*** DATASET ***

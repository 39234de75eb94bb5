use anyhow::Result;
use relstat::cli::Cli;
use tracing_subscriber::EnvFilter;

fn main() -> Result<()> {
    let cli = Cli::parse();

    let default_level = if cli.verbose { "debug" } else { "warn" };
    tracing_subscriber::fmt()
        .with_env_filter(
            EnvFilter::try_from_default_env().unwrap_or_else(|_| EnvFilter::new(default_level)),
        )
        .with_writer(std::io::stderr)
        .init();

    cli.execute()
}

*** End of DATASET ***
*** DATASET ***

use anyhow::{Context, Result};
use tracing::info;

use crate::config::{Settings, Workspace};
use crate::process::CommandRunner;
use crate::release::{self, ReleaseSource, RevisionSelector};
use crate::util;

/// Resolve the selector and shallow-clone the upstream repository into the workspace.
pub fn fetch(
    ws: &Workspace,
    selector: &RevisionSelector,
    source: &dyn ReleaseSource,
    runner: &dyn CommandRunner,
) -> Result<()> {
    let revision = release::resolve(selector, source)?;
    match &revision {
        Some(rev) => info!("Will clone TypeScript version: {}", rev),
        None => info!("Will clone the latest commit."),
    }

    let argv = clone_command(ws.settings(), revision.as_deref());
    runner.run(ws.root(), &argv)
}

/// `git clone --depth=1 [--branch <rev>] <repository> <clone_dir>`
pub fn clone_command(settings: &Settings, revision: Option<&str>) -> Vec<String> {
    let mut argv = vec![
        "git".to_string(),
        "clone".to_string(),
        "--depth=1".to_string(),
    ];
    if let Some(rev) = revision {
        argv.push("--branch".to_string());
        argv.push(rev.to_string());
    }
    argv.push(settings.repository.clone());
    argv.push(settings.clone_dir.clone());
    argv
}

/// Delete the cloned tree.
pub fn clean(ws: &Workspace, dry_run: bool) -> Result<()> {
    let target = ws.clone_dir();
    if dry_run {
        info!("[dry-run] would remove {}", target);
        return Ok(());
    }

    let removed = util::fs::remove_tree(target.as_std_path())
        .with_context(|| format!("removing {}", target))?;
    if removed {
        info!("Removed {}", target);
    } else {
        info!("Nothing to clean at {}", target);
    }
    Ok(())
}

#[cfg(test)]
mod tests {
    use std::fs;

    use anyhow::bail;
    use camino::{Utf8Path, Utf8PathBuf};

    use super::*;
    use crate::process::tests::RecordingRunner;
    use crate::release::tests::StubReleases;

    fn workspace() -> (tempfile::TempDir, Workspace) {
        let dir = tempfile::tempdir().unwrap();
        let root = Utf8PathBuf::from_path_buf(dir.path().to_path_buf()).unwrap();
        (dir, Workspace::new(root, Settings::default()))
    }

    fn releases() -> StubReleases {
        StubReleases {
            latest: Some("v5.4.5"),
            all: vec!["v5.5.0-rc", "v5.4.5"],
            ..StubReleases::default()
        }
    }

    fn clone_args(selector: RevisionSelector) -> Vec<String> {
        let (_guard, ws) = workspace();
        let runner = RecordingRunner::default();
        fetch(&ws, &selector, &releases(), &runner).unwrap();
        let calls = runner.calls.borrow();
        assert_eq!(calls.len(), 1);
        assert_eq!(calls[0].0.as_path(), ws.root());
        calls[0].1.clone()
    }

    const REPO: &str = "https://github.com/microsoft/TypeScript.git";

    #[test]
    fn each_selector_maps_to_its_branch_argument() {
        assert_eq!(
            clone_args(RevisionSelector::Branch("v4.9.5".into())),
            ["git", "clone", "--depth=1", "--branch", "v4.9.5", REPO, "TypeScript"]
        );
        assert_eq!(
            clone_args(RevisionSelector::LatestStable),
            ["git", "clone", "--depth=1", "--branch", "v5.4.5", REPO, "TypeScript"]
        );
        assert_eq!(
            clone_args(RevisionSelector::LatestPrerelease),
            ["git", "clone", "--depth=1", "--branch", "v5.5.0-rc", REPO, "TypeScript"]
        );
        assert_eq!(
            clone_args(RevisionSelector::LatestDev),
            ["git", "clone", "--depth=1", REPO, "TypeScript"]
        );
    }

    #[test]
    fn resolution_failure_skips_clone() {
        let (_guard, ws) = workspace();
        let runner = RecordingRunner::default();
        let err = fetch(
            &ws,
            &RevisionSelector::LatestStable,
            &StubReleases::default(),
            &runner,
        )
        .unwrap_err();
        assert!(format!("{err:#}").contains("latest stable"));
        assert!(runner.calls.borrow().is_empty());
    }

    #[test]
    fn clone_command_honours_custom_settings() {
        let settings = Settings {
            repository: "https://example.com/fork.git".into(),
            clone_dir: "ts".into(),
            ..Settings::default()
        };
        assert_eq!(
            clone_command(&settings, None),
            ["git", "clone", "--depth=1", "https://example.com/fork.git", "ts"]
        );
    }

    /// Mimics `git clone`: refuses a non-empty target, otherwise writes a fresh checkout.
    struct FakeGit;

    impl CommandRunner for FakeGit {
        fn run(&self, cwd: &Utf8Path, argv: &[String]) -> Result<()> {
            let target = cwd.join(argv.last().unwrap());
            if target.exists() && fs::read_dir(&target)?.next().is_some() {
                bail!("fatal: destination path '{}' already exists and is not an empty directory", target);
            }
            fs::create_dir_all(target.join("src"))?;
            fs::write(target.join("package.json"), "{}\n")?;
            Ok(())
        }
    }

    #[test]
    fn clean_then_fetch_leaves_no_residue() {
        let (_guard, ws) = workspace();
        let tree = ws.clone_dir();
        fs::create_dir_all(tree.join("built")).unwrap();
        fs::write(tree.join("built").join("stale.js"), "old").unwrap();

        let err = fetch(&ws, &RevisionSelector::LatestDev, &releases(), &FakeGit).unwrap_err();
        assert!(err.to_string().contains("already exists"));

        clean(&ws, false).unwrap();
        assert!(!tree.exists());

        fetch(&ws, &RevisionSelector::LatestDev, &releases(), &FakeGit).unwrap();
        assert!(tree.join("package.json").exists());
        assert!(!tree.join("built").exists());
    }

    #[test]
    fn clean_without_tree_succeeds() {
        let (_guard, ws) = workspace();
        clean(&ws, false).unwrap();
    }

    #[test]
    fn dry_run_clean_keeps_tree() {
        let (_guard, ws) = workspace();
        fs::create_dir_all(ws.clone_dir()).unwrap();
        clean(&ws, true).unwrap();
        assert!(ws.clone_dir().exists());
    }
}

*** End of DATASET ***

**YOUR GOAL**. Look through the records for the string "LatestDev". Copy every line that has it.

**WRITTEN SOLUTION**.
            clone_args(RevisionSelector::LatestDev),
        let err = fetch(&ws, &RevisionSelector::LatestDev, &releases(), &FakeGit).unwrap_err();
        fetch(&ws, &RevisionSelector::LatestDev, &releases(), &FakeGit).unwrap();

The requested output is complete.